─── Data section ───

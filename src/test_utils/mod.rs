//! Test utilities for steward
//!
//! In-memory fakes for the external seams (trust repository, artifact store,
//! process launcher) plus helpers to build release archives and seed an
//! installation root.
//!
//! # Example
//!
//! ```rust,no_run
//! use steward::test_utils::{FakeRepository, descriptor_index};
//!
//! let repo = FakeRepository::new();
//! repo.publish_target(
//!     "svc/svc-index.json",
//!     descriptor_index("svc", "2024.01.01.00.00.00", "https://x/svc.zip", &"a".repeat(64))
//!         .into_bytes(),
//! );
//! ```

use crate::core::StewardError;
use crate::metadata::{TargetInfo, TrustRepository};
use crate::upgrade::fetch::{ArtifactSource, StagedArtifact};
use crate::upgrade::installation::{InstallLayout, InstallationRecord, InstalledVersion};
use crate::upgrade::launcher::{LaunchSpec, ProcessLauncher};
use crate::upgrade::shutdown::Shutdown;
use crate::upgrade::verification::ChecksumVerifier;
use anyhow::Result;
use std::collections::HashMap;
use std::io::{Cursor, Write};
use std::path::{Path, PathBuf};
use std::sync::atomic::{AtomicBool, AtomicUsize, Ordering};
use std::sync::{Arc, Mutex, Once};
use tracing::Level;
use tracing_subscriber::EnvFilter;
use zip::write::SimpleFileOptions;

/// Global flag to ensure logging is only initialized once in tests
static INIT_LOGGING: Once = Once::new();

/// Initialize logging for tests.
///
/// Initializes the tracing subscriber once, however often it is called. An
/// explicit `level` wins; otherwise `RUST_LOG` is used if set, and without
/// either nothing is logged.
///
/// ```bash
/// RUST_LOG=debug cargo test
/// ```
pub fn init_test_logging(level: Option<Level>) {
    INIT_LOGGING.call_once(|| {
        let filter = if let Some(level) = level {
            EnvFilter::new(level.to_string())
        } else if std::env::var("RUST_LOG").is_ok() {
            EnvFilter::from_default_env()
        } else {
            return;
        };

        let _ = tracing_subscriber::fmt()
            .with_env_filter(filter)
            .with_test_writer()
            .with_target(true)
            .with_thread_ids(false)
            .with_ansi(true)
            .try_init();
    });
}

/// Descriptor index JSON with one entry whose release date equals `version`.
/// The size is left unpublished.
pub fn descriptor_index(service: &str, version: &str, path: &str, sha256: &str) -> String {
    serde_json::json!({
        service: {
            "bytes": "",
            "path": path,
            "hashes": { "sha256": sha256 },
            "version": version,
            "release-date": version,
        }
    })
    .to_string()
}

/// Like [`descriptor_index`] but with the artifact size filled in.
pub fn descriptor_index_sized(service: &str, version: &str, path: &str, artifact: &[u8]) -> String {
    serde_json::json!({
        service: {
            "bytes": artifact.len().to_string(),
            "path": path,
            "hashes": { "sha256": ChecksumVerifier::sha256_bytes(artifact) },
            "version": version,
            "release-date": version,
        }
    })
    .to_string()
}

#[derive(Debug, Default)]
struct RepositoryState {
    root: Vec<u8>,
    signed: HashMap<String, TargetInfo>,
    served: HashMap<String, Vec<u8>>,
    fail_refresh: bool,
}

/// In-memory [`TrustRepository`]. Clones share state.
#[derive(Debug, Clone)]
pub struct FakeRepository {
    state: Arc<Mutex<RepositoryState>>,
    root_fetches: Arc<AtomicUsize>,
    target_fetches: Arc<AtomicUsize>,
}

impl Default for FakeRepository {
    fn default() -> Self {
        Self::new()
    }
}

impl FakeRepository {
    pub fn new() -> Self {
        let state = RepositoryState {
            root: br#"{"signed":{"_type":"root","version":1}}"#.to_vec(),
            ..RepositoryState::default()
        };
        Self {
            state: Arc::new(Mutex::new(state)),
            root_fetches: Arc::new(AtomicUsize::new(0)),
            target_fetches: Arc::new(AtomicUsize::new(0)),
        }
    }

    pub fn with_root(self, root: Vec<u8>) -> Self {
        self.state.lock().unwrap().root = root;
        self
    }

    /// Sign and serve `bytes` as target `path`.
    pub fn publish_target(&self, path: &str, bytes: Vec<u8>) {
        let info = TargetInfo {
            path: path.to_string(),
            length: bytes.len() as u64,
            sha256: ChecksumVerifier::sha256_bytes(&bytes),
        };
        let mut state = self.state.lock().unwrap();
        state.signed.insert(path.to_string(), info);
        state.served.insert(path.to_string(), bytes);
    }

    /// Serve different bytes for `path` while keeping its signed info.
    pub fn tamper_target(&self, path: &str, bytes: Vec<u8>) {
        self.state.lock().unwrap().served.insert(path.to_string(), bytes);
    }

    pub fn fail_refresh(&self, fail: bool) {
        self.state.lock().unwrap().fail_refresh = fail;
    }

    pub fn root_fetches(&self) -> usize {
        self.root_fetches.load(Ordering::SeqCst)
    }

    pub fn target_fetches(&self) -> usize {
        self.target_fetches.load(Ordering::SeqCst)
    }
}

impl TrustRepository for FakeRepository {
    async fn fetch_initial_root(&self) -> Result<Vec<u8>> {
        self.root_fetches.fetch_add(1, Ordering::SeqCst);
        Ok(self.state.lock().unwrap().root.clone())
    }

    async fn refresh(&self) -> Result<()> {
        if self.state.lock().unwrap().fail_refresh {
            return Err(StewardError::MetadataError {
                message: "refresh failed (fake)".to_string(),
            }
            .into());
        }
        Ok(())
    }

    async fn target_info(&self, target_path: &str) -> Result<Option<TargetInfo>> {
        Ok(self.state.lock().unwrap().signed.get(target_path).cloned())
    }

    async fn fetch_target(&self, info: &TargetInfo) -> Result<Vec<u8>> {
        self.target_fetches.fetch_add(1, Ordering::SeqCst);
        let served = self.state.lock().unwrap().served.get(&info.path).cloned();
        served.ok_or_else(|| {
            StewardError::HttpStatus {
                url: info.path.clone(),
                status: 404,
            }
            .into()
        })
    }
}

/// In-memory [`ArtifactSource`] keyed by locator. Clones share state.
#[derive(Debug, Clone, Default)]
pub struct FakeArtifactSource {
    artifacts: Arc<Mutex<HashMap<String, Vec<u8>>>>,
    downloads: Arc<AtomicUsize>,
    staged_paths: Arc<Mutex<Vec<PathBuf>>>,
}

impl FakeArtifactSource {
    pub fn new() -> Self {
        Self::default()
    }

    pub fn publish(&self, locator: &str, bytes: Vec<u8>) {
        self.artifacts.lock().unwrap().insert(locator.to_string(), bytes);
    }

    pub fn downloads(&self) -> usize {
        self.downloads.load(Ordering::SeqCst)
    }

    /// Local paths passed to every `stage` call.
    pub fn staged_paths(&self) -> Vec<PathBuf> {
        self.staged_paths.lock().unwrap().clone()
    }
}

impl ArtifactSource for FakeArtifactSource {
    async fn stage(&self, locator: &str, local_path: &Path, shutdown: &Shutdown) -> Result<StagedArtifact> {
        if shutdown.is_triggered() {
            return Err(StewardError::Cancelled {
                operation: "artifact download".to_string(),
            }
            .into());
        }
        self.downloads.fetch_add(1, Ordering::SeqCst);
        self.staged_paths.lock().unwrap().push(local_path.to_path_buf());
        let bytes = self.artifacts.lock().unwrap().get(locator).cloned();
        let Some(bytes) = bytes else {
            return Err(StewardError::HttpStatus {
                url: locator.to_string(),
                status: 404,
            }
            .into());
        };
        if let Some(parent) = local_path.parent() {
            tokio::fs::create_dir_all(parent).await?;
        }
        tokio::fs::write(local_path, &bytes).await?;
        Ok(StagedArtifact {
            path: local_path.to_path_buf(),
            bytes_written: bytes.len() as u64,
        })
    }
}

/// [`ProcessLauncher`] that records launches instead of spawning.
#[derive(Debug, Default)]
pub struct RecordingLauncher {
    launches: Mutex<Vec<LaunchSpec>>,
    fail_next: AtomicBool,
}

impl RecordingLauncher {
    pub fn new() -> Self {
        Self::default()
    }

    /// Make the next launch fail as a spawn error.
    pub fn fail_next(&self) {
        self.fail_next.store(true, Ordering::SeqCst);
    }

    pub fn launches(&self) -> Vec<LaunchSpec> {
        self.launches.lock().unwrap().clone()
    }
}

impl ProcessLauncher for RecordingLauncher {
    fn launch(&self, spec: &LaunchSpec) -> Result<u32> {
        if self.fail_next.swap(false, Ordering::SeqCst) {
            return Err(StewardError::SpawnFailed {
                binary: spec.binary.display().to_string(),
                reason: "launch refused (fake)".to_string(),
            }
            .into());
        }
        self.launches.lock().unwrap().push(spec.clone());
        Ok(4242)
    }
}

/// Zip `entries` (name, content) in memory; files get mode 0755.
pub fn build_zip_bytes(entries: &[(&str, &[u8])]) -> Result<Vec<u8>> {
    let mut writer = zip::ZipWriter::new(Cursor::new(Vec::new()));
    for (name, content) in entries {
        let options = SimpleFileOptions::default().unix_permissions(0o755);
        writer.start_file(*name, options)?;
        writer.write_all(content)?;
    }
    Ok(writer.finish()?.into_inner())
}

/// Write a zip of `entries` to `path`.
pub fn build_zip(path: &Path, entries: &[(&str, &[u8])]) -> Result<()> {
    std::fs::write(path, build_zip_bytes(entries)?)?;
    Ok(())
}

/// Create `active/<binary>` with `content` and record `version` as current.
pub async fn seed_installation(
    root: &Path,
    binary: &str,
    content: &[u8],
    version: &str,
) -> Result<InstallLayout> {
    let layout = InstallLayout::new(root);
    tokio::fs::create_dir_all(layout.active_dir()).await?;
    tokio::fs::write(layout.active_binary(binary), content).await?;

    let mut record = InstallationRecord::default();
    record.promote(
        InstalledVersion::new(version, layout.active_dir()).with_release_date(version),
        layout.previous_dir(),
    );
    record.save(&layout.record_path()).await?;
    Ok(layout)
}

───

# Work to complete
Scan the listing above. Collect all lines with the word "shutdown".

# The answer
use crate::upgrade::shutdown::Shutdown;
    async fn stage(&self, locator: &str, local_path: &Path, shutdown: &Shutdown) -> Result<StagedArtifact> {
        if shutdown.is_triggered() {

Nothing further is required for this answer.